California legislators are congratulating themselves for legislation to curb police seizures of property from people who haven’t been convicted of crimes – and for a change, their celebration is justified.

Federal and state authorities have run amok on “civil forfeitures,” particularly in drug cases – seemingly more interested in enriching their agencies than in actually going after those doing harm.

The compromise legislation requires convictions before seizing assets of less than $40,000. It should have gone further, but that’s the best legislators could get from police and prosecutor groups.

It upholds bedrock constitutional rights, such as prohibiting unreasonable searches and seizures and guaranteeing the right to trial, that the nation’s founders enshrined because of abuses by a despotic colonial government.

As welcome as the legislation may be, one wonders whether our politicians are just as committed to protecting other individual rights.

It was dismaying to see congressional Democrats, led by California Sen. Dianne Feinstein, demanding that anyone on the federal government’s “no-fly list” be denied the right to buy firearms.

It was a double violation of Americans’ civil rights.

The no-fly list itself violates the principle that someone should be formally convicted of a crime, or found to be dangerous in a civil proceeding, before facing onerous governmental sanctions.
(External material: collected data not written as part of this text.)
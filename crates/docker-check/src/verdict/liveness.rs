//! Liveness classification from the runtime's free-text status

#[derive(Debug, Clone, Copy, PartialEq, Eq)]
pub enum Liveness {
    Running,
    Ghost,
    NotRunning,
}

/// Ghost is checked first: a ghost record can still read "Up ..."
pub fn classify(status: &str) -> Liveness {
    if status.contains("Ghost") {
        Liveness::Ghost
    } else if status.contains("Up") {
        Liveness::Running
    } else {
        Liveness::NotRunning
    }
}
//! Daemon snapshot types
//!
//! Every optional field the runtime may omit is an explicit `Option` here.
//! Presence checks against the raw API models happen once, in
//! [`super::translate`].

use std::fmt;
use std::net::IpAddr;

/// Daemon-wide information, fetched once per run
#[derive(Debug, Clone, Default, PartialEq, Eq)]
pub struct DaemonInfo {
    pub name: String,
    pub container_count: i64,
    pub containers_running: i64,
    pub containers_paused: i64,
    pub containers_stopped: i64,
    pub server_version: Option<String>,
    pub operating_system: Option<String>,
    pub kernel_version: Option<String>,
}

/// One entry of the "list all containers" response
#[derive(Debug, Clone, Default, PartialEq, Eq)]
pub struct ContainerRecord {
    /// Name aliases, each prefixed with `/`
    pub names: Vec<String>,
    pub image: String,
    /// Free-text status such as `Up 3 hours` or `Exited (0) 2 days ago`
    pub status: String,
    pub ports: Vec<PortMapping>,
}

/// A published or exposed container port
#[derive(Debug, Clone, PartialEq, Eq)]
pub struct PortMapping {
    pub private_port: Option<u16>,
    pub public_port: Option<u16>,
    pub ip: Option<IpAddr>,
    pub protocol: Protocol,
}

/// Transport protocol of a port mapping
#[derive(Debug, Clone, PartialEq, Eq)]
pub enum Protocol {
    Tcp,
    Udp,
    Sctp,
    Other(String),
}

impl Protocol {
    pub fn parse(raw: &str) -> Self {
        match raw.to_ascii_lowercase().as_str() {
            "" | "tcp" => Protocol::Tcp,
            "udp" => Protocol::Udp,
            "sctp" => Protocol::Sctp,
            other => Protocol::Other(other.to_string()),
        }
    }
}

impl fmt::Display for Protocol {
    fn fmt(&self, f: &mut fmt::Formatter<'_>) -> fmt::Result {
        match self {
            Protocol::Tcp => write!(f, "tcp"),
            Protocol::Udp => write!(f, "udp"),
            Protocol::Sctp => write!(f, "sctp"),
            Protocol::Other(name) => write!(f, "{name}"),
        }
    }
}

#[cfg(test)]
mod tests {
    use super::*;

    #[test]
    fn test_protocol_parse() {
        assert_eq!(Protocol::parse("tcp"), Protocol::Tcp);
        assert_eq!(Protocol::parse("TCP"), Protocol::Tcp);
        assert_eq!(Protocol::parse(""), Protocol::Tcp);
        assert_eq!(Protocol::parse("udp"), Protocol::Udp);
        assert_eq!(Protocol::parse("sctp"), Protocol::Sctp);
        assert_eq!(Protocol::parse("quic"), Protocol::Other("quic".to_string()));
        assert_eq!(Protocol::Other("quic".to_string()).to_string(), "quic");
    }
}
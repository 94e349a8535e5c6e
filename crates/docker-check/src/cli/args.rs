//! CLI argument parsing and check plan resolution
//!
//! Flags override the environment and the configuration file; the result is
//! frozen into a [`CheckPlan`].

use crate::config::{loader, CheckConfig, CheckPlan, ConfigValidation};
use crate::error::ConfigurationError;
use clap::Parser;
use serde::Serialize;
use std::path::PathBuf;
use tracing::warn;

/// Report Docker daemon and container health as a monitoring plugin verdict
#[derive(Parser, Debug, Clone)]
#[command(name = "check_docker", author, version, about, long_about = None)]
pub struct CheckArgs {
    /// Unix or TCP socket of the Docker daemon [default: unix:///var/run/docker.sock]
    #[arg(long, value_name = "ENDPOINT")]
    pub base: Option<String>,

    /// Name of the container to check; omit for a daemon summary
    #[arg(long, value_name = "NAME")]
    pub container: Option<String>,

    /// Probe the container's published TCP ports
    #[arg(long, requires = "container")]
    pub health: bool,

    /// Warn when the daemon runs this many containers or fewer (summary)
    #[arg(long, value_name = "COUNT", allow_negative_numbers = true)]
    pub warning: Option<i64>,

    /// Critical when the daemon runs this many containers or fewer (summary)
    #[arg(long, value_name = "COUNT", allow_negative_numbers = true)]
    pub critical: Option<i64>,

    /// Ports excluded from the health probe
    #[arg(long, value_name = "PORT", num_args = 0..)]
    pub blacklist: Option<Vec<u16>>,

    /// Daemon request timeout in seconds
    #[arg(long, value_name = "SECS")]
    pub timeout: Option<u64>,

    /// Port probe timeout in milliseconds
    #[arg(long, value_name = "MS")]
    pub probe_timeout: Option<u64>,

    /// Pin the Docker Engine API version (e.g. 1.41)
    #[arg(long, value_name = "VERSION")]
    pub api_version: Option<String>,

    /// Configuration file path
    #[arg(short, long, value_name = "PATH")]
    pub config: Option<PathBuf>,

    /// Log level written to stderr (trace, debug, info, warn, error)
    #[arg(short, long, default_value = "warn")]
    pub log_level: String,
}

#[derive(Debug, Serialize)]
struct CliOverrides {
    daemon: DaemonOverrides,
    probe: ProbeOverrides,
    thresholds: ThresholdOverrides,
}

#[derive(Debug, Serialize)]
struct DaemonOverrides {
    #[serde(skip_serializing_if = "Option::is_none")]
    endpoint: Option<String>,
    #[serde(skip_serializing_if = "Option::is_none")]
    timeout_secs: Option<u64>,
    #[serde(skip_serializing_if = "Option::is_none")]
    api_version: Option<String>,
}

#[derive(Debug, Serialize)]
struct ProbeOverrides {
    #[serde(skip_serializing_if = "Option::is_none")]
    timeout_ms: Option<u64>,
    #[serde(skip_serializing_if = "Option::is_none")]
    blacklist: Option<Vec<u16>>,
}

#[derive(Debug, Serialize)]
struct ThresholdOverrides {
    #[serde(skip_serializing_if = "Option::is_none")]
    warning: Option<i64>,
    #[serde(skip_serializing_if = "Option::is_none")]
    critical: Option<i64>,
}

impl CheckArgs {
    fn overrides(&self) -> CliOverrides {
        CliOverrides {
            daemon: DaemonOverrides {
                endpoint: self.base.clone(),
                timeout_secs: self.timeout,
                api_version: self.api_version.clone(),
            },
            probe: ProbeOverrides {
                timeout_ms: self.probe_timeout,
                blacklist: self.blacklist.clone(),
            },
            thresholds: ThresholdOverrides {
                warning: self.warning,
                critical: self.critical,
            },
        }
    }
}

/// Check plan resolver
pub struct AppConfigResolver;

impl AppConfigResolver {
    /// Layer configuration sources and resolve the run's plan
    pub fn resolve(args: &CheckArgs) -> Result<CheckPlan, ConfigurationError> {
        Self::resolve_with_options(
            args,
            loader::LoadOptions {
                config_path: args.config.clone(),
                ..Default::default()
            },
        )
    }

    pub fn resolve_with_options(
        args: &CheckArgs,
        options: loader::LoadOptions,
    ) -> Result<CheckPlan, ConfigurationError> {
        let config: CheckConfig = loader::load(options, &args.overrides())?;

        config.validate()?;
        for warning in config.warnings() {
            warn!("{}", warning);
        }

        Ok(CheckPlan::new(config, args.container.clone(), args.health))
    }
}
No one outside of the government knows how names get on the list. Rep. Tom McClintock said he found his name on the list when serving in the Legislature and had to go to extreme lengths to get it removed.

And, of course, the law that Feinstein championed, and her fellow Democrats demanded, also would violate the constitutional right to peacefully own firearms. That’s why it drew opposition from the National Rifle Association and the American Civil Liberties Union.

California Assemblyman Mike Gatto, D-Los Angeles, proposed a state version of Feinstein’s measure in the wake of a mass killing in San Bernardino, saying, “it does make sense to make sure that the people who have been deemed too dangerous to even board a quick flight to Vegas, that they are not allowed to go out there and buy guns and chemicals en masse.”

To his credit, however, Gatto cooled off a few weeks later, and dropped the measure, saying, “After conferring (with) respected constitutional scholars (right and left), I have decided not to carry (a) bill on involving no-fly list in gun purchases.”

Nevertheless, the current legislative session has bristled with measures to make gun ownership by Californians more difficult and/or more expensive, and Lt. Gov. Gavin Newsom is sponsoring a ballot measure that would go even further.

The same politicians who are patting themselves on the back for upholding the constitutional rights of suspected drug dealers vis-à-vis property seizures are more than willing to attack, if not violate, the rights of law-abiding gun owners with pettifogging restrictions.

They are doing so, they say, in the name of battling “gun violence,” disregarding an authoritative study by University of Pittsburgh researchers, published in The Washington Post, concluding that in the vast majority of gun crimes, the criminal is not a lawful gun owner.

One either believes in constitutionally protected civil rights or one doesn’t. Politicians shouldn’t honor just those that comport with their personal proclivities.